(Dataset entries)
---+---

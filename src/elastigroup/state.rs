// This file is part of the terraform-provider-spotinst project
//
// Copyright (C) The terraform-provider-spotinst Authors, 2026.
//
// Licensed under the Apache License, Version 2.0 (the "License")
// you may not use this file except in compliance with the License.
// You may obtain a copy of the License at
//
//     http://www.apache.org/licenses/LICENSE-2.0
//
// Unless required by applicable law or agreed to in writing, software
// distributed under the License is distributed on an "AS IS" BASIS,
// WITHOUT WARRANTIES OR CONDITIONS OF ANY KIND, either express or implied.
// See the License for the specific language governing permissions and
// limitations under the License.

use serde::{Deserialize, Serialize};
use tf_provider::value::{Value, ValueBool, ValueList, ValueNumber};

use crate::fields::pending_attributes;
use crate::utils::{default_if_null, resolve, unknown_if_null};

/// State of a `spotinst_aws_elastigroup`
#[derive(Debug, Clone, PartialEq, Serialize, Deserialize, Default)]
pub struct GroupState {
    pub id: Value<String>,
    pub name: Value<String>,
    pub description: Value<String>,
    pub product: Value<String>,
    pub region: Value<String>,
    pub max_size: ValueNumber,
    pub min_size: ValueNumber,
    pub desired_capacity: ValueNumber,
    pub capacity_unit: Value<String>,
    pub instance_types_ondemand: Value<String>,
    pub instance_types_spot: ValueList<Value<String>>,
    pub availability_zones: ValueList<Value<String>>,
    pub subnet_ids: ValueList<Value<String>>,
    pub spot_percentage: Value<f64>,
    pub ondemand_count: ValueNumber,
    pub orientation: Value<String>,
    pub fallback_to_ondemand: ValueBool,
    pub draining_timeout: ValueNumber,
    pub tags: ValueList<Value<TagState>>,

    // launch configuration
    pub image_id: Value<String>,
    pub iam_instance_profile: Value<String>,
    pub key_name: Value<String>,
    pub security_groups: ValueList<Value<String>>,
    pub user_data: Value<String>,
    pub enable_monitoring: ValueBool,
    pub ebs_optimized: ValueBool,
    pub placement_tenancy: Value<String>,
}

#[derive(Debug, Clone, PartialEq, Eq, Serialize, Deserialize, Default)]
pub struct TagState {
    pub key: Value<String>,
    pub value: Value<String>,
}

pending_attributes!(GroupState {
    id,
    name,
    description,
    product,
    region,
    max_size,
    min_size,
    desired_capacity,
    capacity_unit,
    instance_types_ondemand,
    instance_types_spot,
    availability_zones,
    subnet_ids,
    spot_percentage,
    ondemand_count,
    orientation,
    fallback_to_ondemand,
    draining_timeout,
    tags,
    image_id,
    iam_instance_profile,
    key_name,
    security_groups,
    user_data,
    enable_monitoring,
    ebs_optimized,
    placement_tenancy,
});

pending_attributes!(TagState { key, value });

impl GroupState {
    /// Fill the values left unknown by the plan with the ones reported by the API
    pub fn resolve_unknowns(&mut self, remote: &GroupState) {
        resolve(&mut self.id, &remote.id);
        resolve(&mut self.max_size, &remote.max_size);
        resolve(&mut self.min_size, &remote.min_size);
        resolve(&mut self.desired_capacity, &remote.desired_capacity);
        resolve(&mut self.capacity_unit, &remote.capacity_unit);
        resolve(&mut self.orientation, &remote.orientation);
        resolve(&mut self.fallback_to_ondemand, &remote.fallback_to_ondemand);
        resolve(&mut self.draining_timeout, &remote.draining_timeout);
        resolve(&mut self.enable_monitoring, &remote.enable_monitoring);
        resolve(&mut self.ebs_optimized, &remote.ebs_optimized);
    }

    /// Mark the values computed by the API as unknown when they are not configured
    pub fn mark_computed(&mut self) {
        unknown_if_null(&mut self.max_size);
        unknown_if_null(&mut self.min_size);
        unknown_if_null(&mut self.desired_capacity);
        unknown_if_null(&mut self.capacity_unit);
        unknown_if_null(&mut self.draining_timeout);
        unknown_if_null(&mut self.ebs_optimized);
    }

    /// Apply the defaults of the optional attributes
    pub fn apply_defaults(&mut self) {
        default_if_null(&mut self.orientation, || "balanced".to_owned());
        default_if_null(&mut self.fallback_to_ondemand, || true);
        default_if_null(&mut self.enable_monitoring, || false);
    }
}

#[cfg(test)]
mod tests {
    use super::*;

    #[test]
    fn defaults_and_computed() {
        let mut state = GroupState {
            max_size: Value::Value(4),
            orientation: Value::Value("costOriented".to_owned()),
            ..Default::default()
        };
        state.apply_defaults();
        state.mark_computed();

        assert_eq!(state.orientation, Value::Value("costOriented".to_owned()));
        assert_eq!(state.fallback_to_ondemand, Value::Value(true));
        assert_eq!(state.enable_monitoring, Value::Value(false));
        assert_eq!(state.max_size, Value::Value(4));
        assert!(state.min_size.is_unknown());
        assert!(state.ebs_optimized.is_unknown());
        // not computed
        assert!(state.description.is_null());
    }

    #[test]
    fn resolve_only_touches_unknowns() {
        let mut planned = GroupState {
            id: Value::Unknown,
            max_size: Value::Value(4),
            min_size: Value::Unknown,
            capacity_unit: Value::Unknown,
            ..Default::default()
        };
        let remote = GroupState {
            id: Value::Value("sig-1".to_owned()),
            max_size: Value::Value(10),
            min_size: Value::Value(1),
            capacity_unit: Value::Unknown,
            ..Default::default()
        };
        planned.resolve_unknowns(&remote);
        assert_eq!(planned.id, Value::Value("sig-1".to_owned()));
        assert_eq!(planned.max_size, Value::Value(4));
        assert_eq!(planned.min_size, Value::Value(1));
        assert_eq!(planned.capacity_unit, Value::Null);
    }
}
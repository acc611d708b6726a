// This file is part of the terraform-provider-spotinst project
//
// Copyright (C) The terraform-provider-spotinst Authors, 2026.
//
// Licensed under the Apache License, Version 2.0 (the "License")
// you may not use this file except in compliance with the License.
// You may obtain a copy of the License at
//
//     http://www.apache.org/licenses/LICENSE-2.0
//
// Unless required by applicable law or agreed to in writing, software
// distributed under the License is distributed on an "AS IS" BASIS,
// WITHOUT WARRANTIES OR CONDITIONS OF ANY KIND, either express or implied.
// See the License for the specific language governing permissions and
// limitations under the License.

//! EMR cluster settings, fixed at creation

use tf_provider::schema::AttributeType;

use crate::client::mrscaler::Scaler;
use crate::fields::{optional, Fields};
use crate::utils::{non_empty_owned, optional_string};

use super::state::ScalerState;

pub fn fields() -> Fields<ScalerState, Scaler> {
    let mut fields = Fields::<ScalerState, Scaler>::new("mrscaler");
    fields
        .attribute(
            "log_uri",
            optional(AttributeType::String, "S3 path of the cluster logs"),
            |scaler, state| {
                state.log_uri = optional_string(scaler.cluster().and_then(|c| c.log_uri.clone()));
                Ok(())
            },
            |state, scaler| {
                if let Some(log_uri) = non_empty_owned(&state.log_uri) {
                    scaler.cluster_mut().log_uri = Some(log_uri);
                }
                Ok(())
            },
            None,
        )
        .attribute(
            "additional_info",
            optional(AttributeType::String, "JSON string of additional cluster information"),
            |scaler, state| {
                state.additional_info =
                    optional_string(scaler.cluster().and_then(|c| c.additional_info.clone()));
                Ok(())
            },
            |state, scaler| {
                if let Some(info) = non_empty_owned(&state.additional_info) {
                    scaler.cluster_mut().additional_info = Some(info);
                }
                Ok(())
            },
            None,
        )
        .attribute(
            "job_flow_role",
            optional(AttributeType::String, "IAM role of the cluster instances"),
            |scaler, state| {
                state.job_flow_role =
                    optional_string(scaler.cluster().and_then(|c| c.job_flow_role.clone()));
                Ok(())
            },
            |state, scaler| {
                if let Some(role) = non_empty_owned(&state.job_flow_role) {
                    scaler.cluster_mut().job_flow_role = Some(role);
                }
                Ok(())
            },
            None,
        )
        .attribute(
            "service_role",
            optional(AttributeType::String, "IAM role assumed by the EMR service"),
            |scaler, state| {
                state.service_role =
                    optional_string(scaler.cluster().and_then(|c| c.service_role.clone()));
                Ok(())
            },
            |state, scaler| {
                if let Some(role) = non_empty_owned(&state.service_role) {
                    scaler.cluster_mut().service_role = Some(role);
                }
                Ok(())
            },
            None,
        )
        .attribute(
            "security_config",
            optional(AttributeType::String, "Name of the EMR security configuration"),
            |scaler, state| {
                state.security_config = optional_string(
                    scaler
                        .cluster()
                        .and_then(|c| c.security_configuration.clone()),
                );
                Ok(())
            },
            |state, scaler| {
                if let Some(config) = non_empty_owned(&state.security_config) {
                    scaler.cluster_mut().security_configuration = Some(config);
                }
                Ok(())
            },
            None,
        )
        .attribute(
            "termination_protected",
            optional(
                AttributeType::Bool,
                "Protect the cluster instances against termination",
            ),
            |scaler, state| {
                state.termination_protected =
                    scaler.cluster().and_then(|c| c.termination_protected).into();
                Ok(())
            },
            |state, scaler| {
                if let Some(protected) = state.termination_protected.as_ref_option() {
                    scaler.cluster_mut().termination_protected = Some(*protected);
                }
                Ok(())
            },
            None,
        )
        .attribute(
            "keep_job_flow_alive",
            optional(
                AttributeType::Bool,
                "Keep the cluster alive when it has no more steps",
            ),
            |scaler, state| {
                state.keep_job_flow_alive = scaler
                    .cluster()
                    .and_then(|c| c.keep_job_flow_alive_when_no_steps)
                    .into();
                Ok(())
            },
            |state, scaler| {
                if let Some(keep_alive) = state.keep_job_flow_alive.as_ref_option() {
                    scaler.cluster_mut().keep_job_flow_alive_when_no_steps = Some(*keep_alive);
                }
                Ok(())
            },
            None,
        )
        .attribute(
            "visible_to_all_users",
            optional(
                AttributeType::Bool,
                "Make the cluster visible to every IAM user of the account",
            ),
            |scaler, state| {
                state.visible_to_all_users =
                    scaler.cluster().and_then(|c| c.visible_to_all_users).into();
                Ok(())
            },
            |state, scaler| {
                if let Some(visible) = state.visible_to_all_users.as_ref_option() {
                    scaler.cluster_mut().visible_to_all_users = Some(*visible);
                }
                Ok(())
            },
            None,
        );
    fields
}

---+---

• _Task description_: Wherever the word "Debug" appears in a line of the data above, copy that line.

• _Output for this exercise_:
#[derive(Debug, Clone, PartialEq, Serialize, Deserialize, Default)]
#[derive(Debug, Clone, PartialEq, Eq, Serialize, Deserialize, Default)]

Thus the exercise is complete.